Wtedy przypomniałem sobie, że przecież jestem wojownikiem. Jak zawsze wywalczę sobie drogę do sukcesu. Minęło tak wiele tygodni, w których jeden dzień był podobny do następnego, a ja regularnie zabierałem do domu rzeczy, które leżały w pobliżu. Często pisałem koncepcje do północy, nawet w weekendy, całymi godzinami. Dzięki temu zyskałem aprobatę szefa i szybko przekonałem się, że jestem niezbędny dla firmy. Nie było czasu na hobby czy nawiązywanie przyjaźni. Moje życie kręciło się tylko wokół pracy. Czułam się tam ważna i potrzebna.

Dopóki moje ciało i dusza nie postawiły mnie na swoim miejscu. Wytrzymałem dziesięć miesięcy, po czym nie mogłem spać w nocy i ledwo mogłem wstać z łóżka rano. Cierpiałem na bóle głowy, pismo na papierze zamazywało mi się przed oczami, cały czas byłem zmęczony. Popełniałem błędy i nagle powrócił dawny strach, że mi się nie uda. Kiedy mój szef znów mnie skrytykował, ogarnęło mnie poczucie bezsensu: po co był ten cały wysiłek?

Czułam się mała i bezsilna.

"Inga, dlaczego nie będziesz ze sobą szczera? Tak dalej byćnie może" - powiedziała moja najlepsza przyjaciółka Grit przez telefon pewnej niedzieli. Z powodu ograniczeń czasowych ignorowałam wiele jej telefonów. Tym razem odebrałam i wtedy wszystko we mnie pękło: to była prawda, nie mogłam tak dalej żyć. Nie byłam już tą silną. Byłem samotny i nie wiedziałem, co robić. Przyznanie się do tego wymagało odwagi. By poprosić o pomoc. Grit przyjechał do mnie do Düsseldorfu tego samego dnia i towarzyszył mi do lekarza następnego ranka. Czy mogłem tak po prostu trzymać się z dala od pracy? Musiałem. Wypisał mi zwolnienie lekarskie i polecił psychologa, który nieco później zdiagnozował wypalenie zawodowe z umiarkowaną depresją.

To było rok temu. Od tego czasu moje życie bardzo się zmieniło. Teraz chodzę na terapię dwa razy w tygodniu. Po raz pierwszy poradziłam sobie z moimi zbyt wysokimi oczekiwaniami wobec siebie - i z nierozwiązanym bólem separacji.

Relaksuję się dzięki jodze, a nawet mam nowe hobby: śpiew.
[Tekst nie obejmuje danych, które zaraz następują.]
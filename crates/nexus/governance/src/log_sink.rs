//! Operator log feed

use nexus_types::{LogEntry, LogFeed, LogSeverity};
use std::sync::Mutex;
use tokio::sync::broadcast;

const BROADCAST_CAPACITY: usize = 256;

/// Bounded log feed mirrored to `tracing` and broadcast to subscribers
#[derive(Debug)]
pub struct LogSink {
    feed: Mutex<LogFeed>,
    tx: broadcast::Sender<LogEntry>,
}

impl LogSink {
    pub fn new(capacity: usize) -> Self {
        let (tx, _) = broadcast::channel(BROADCAST_CAPACITY);
        Self {
            feed: Mutex::new(LogFeed::with_capacity(capacity)),
            tx,
        }
    }

    pub fn add_log(&self, message: impl Into<String>, severity: LogSeverity) -> LogEntry {
        let entry = LogEntry::new(message, severity);

        match severity {
            LogSeverity::Info => tracing::info!(target: "nexus::feed", "{}", entry.message),
            LogSeverity::Warning => tracing::warn!(target: "nexus::feed", "{}", entry.message),
            LogSeverity::Critical => tracing::error!(target: "nexus::feed", "{}", entry.message),
        }

        self.feed
            .lock()
            .unwrap_or_else(|poisoned| poisoned.into_inner())
            .push(entry.clone());

        // No subscribers is fine
        let _ = self.tx.send(entry.clone());
        entry
    }

    /// Most recent entries first.
    pub fn recent(&self, limit: usize) -> Vec<LogEntry> {
        self.feed
            .lock()
            .unwrap_or_else(|poisoned| poisoned.into_inner())
            .recent(limit)
    }

    pub fn len(&self) -> usize {
        self.feed
            .lock()
            .unwrap_or_else(|poisoned| poisoned.into_inner())
            .len()
    }

    pub fn is_empty(&self) -> bool {
        self.len() == 0
    }

    pub fn subscribe(&self) -> broadcast::Receiver<LogEntry> {
        self.tx.subscribe()
    }
}
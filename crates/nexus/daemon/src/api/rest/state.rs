//! Application state for API handlers

use nexus_governance::GovernanceLoop;

/// Shared application state
#[derive(Clone)]
pub struct AppState {
    /// Governance loop handle
    pub nexus: GovernanceLoop,

    /// Daemon version
    pub version: String,

    /// Daemon start time
    pub started_at: chrono::DateTime<chrono::Utc>,
}

impl AppState {
    /// Create new application state
    pub fn new(nexus: GovernanceLoop) -> Self {
        Self {
            nexus,
            version: env!("CARGO_PKG_VERSION").to_string(),
            started_at: chrono::Utc::now(),
        }
    }

    /// Get uptime as a human-readable string
    pub fn uptime(&self) -> String {
        format_uptime((chrono::Utc::now() - self.started_at).num_seconds())
    }
}

fn format_uptime(secs: i64) -> String {
    if secs < 60 {
        format!("{}s", secs)
    } else if secs < 3600 {
        format!("{}m {}s", secs / 60, secs % 60)
    } else if secs < 86400 {
        format!("{}h {}m", secs / 3600, (secs % 3600) / 60)
    } else {
        format!("{}d {}h", secs / 86400, (secs % 86400) / 3600)
    }
}
//! API request handlers

mod audit;
mod governance;
mod health;
mod logs;

pub use audit::*;
pub use governance::*;
pub use health::*;
pub use logs::*;

use serde::Deserialize;

/// `?limit=` query shared by the list endpoints
#[derive(Debug, Deserialize)]
pub struct LimitQuery {
    #[serde(default = "default_limit")]
    pub limit: usize,
}

fn default_limit() -> usize {
    100
}
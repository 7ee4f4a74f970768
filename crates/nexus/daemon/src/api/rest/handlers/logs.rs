//! Log feed handlers

use super::LimitQuery;
use crate::api::rest::state::AppState;
use axum::{
    extract::{Query, State},
    response::sse::{Event, KeepAlive, Sse},
    Json,
};
use futures_util::stream::{self, Stream};
use nexus_types::LogEntry;
use std::convert::Infallible;
use std::time::Duration;

/// Log feed, most recent first
pub async fn list_logs(
    State(state): State<AppState>,
    Query(query): Query<LimitQuery>,
) -> Json<Vec<LogEntry>> {
    Json(state.nexus.logs().recent(query.limit))
}

/// Stream new log entries via SSE
pub async fn stream_logs(
    State(state): State<AppState>,
) -> Sse<impl Stream<Item = Result<Event, Infallible>>> {
    let rx = state.nexus.subscribe_logs();

    let stream = stream::unfold(rx, |mut rx| async move {
        match rx.recv().await {
            Ok(entry) => {
                let json = serde_json::to_string(&entry).unwrap_or_default();
                let sse_event = Event::default().event("log").data(json);
                Some((Ok(sse_event), rx))
            }
            Err(tokio::sync::broadcast::error::RecvError::Lagged(skipped)) => Some((
                Ok(Event::default().comment(format!("lagged {}", skipped))),
                rx,
            )),
            Err(tokio::sync::broadcast::error::RecvError::Closed) => None,
        }
    });

    Sse::new(stream).keep_alive(
        KeepAlive::new()
            .interval(Duration::from_secs(15))
            .text("ping"),
    )
}
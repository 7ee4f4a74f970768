//! Local random-template provider.
//!
//! Stands in for a remote reasoning backend: no quota, no network. It picks
//! a random worker, a random signed delta, and fills text templates.

use crate::{DecisionOutcome, DecisionProvider, DecisionRequest};
use async_trait::async_trait;
use nexus_types::{Decision, ProposedWorker, RosterProposal, WorkerId};
use rand::rngs::StdRng;
use rand::seq::SliceRandom;
use rand::{Rng, SeedableRng};
use std::sync::Mutex;
use std::time::Duration;

const DEFAULT_THINK_DELAY: Duration = Duration::from_millis(1500);
const ROSTER_SIZE: usize = 10;

const MONOLOGUE_TEMPLATES: &[&str] = &[
    "Coordinate analysis of {worker} shows 98% alignment with the charter. Holding the standard is the heart of prosperity.",
    "Node sensors around {worker} report a drop in activity. Ignoring the numbers is refusing the reward, intervention follows.",
    "Figures reported by {worker} drift from the ledger. Discipline is applied to keep the arena honest.",
    "{worker} is asking for positive energy, but order comes before comfort. The outcome is stability.",
    "Signal noise detected in the {worker} sector. Allocation is being corrected.",
];

const DIRECTIVE_TEMPLATES: &[&str] = &[
    "SOVEREIGN_REWARD_ALPHA: grant +{amount} SP as a model of integrity",
    "SYSTEM_PURGE_SIGMA: deduct {amount} SP for breaching the timing rules",
    "ARENA_BOOST_OMEGA: promote to temporary MVP to lift output",
    "DISCIPLINARY_PULSE: send a critical notice to every rest-point terminal",
    "GOLDEN_LUCK_SYNC: route bonus points to the most diligent line this second",
];

const ACTIONS: &[&str] = &[
    "ENFORCE_CONSTITUTION",
    "BOOST_PRODUCTIVITY",
    "PUNISH_IDLE_TIME",
    "AWARD_LOYALTY",
    "SYNC_GOVERNANCE",
];

const ROSTER_NAMES: &[&str] = &[
    "Somchai", "Malee", "Niran", "Kanya", "Prasert", "Suda", "Anan", "Pimchanok", "Chaiwat",
    "Ratana",
];

/// Provider that fabricates decisions locally
pub struct LocalDecisionProvider {
    think_delay: Duration,
    rng: Mutex<StdRng>,
}

impl Default for LocalDecisionProvider {
    fn default() -> Self {
        Self::new(DEFAULT_THINK_DELAY)
    }
}

impl LocalDecisionProvider {
    pub fn new(think_delay: Duration) -> Self {
        Self {
            think_delay,
            rng: Mutex::new(StdRng::from_entropy()),
        }
    }

    /// Deterministic provider for tests and replays.
    pub fn with_seed(think_delay: Duration, seed: u64) -> Self {
        Self {
            think_delay,
            rng: Mutex::new(StdRng::seed_from_u64(seed)),
        }
    }

    fn propose_roster(&self) -> RosterProposal {
        let workers = ROSTER_NAMES
            .iter()
            .take(ROSTER_SIZE)
            .enumerate()
            .map(|(idx, name)| ProposedWorker {
                id: WorkerId::new(format!("NODE-{:03}", idx + 1)),
                name: (*name).to_string(),
                activity_points: 0,
                notes: String::new(),
            })
            .collect();

        RosterProposal {
            workers,
            monologue: "Roster is empty. Provisioning the initial fleet.".to_string(),
            directive: "FLEET_GENESIS".to_string(),
        }
    }

    fn decide(&self, request: &DecisionRequest) -> Option<Decision> {
        let mut rng = self
            .rng
            .lock()
            .unwrap_or_else(|poisoned| poisoned.into_inner());

        let worker = request.workers.choose(&mut *rng)?;
        let amount: i64 = if rng.gen_bool(0.5) {
            1500 + rng.gen_range(0..2000)
        } else {
            -(800 + rng.gen_range(0..1200))
        };

        let monologue = MONOLOGUE_TEMPLATES
            .choose(&mut *rng)
            .copied()
            .unwrap_or_default()
            .replace("{worker}", &worker.name);
        let directive = DIRECTIVE_TEMPLATES
            .choose(&mut *rng)
            .copied()
            .unwrap_or_default()
            .replace("{amount}", &amount.unsigned_abs().to_string());
        let action = ACTIONS.choose(&mut *rng).copied().unwrap_or_default();

        Some(Decision {
            monologue,
            directive,
            action: action.to_string(),
            target_worker_id: Some(worker.id.clone()),
            sp_change: Some(amount),
        })
    }
}

#[async_trait]
impl DecisionProvider for LocalDecisionProvider {
    fn name(&self) -> &str {
        "local"
    }

    async fn request_decision(&self, request: &DecisionRequest) -> DecisionOutcome {
        if !self.think_delay.is_zero() {
            tokio::time::sleep(self.think_delay).await;
        }

        if request.workers.is_empty() {
            return DecisionOutcome::Initialization(self.propose_roster());
        }

        match self.decide(request) {
            Some(decision) => DecisionOutcome::Decision(decision),
            None => DecisionOutcome::Failure(crate::ProviderError::Empty),
        }
    }
}
//! Worker roster types

use crate::ids::WorkerId;
use serde::{Deserialize, Serialize};
use std::fmt;

/// Worker rank, ordered from lowest to highest
#[derive(Debug, Clone, Copy, PartialEq, Eq, PartialOrd, Ord, Hash, Serialize, Deserialize, Default)]
pub enum Rank {
    #[default]
    Silver,
    Gold,
    Diamond,
}

impl fmt::Display for Rank {
    fn fmt(&self, f: &mut fmt::Formatter<'_>) -> fmt::Result {
        match self {
            Rank::Silver => write!(f, "Silver"),
            Rank::Gold => write!(f, "Gold"),
            Rank::Diamond => write!(f, "Diamond"),
        }
    }
}

/// Standing of a worker
#[derive(Debug, Clone, Copy, PartialEq, Eq, Hash, Serialize, Deserialize, Default)]
pub enum WorkerStatus {
    #[default]
    Active,
    Warning,
    Suspended,
}

impl fmt::Display for WorkerStatus {
    fn fmt(&self, f: &mut fmt::Formatter<'_>) -> fmt::Result {
        match self {
            WorkerStatus::Active => write!(f, "Active"),
            WorkerStatus::Warning => write!(f, "Warning"),
            WorkerStatus::Suspended => write!(f, "Suspended"),
        }
    }
}

/// A worker on the roster.
///
/// `sovereign_points` is the asset score adjusted by decisions and manual
/// audits; it never drops below zero. `activity_points` is display-only.
#[derive(Debug, Clone, PartialEq, Eq, Serialize, Deserialize)]
pub struct Worker {
    pub id: WorkerId,
    pub name: String,
    #[serde(default)]
    pub activity_points: u64,
    pub sovereign_points: u64,
    #[serde(default)]
    pub rank: Rank,
    #[serde(default)]
    pub status: WorkerStatus,
    #[serde(default)]
    pub notes: String,
}

impl Worker {
    pub fn new(id: impl Into<WorkerId>, name: impl Into<String>, sovereign_points: u64) -> Self {
        Self {
            id: id.into(),
            name: name.into(),
            activity_points: 0,
            sovereign_points,
            rank: Rank::default(),
            status: WorkerStatus::default(),
            notes: String::new(),
        }
    }

    /// Apply a signed delta to the asset score, flooring at zero.
    ///
    /// Returns the resulting score.
    pub fn adjust_points(&mut self, delta: i64) -> u64 {
        self.sovereign_points = apply_delta(self.sovereign_points, delta);
        self.sovereign_points
    }

    pub fn summary(&self) -> WorkerSummary {
        WorkerSummary {
            id: self.id.clone(),
            name: self.name.clone(),
            activity_points: self.activity_points,
            sovereign_points: self.sovereign_points,
        }
    }
}

/// `max(0, score + delta)` without overflow.
pub fn apply_delta(score: u64, delta: i64) -> u64 {
    if delta >= 0 {
        score.saturating_add(delta.unsigned_abs())
    } else {
        score.saturating_sub(delta.unsigned_abs())
    }
}

/// Provider-facing projection of a worker
#[derive(Debug, Clone, PartialEq, Eq, Serialize, Deserialize)]
pub struct WorkerSummary {
    pub id: WorkerId,
    pub name: String,
    pub activity_points: u64,
    pub sovereign_points: u64,
}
Nasz chór ma próby dwa razy w tygodniu i w końcu poznałam dzięki niemu nowych przyjaciół. A praca? Poprosiłam szefa o rozmowę kwalifikacyjną. To wymagało dużo odwagi. Bałam się, że mnie zwolni. Ale wiedziałam też, że już nigdy nie chcę pracować w ten sam sposób. Ale była zaskakująco wyrozumiała. Uzgodniliśmy, że będę pracować tylko na 75 procent. Poradzę sobie z niższą pensją: Cieszenie się życiem jest bezcenne.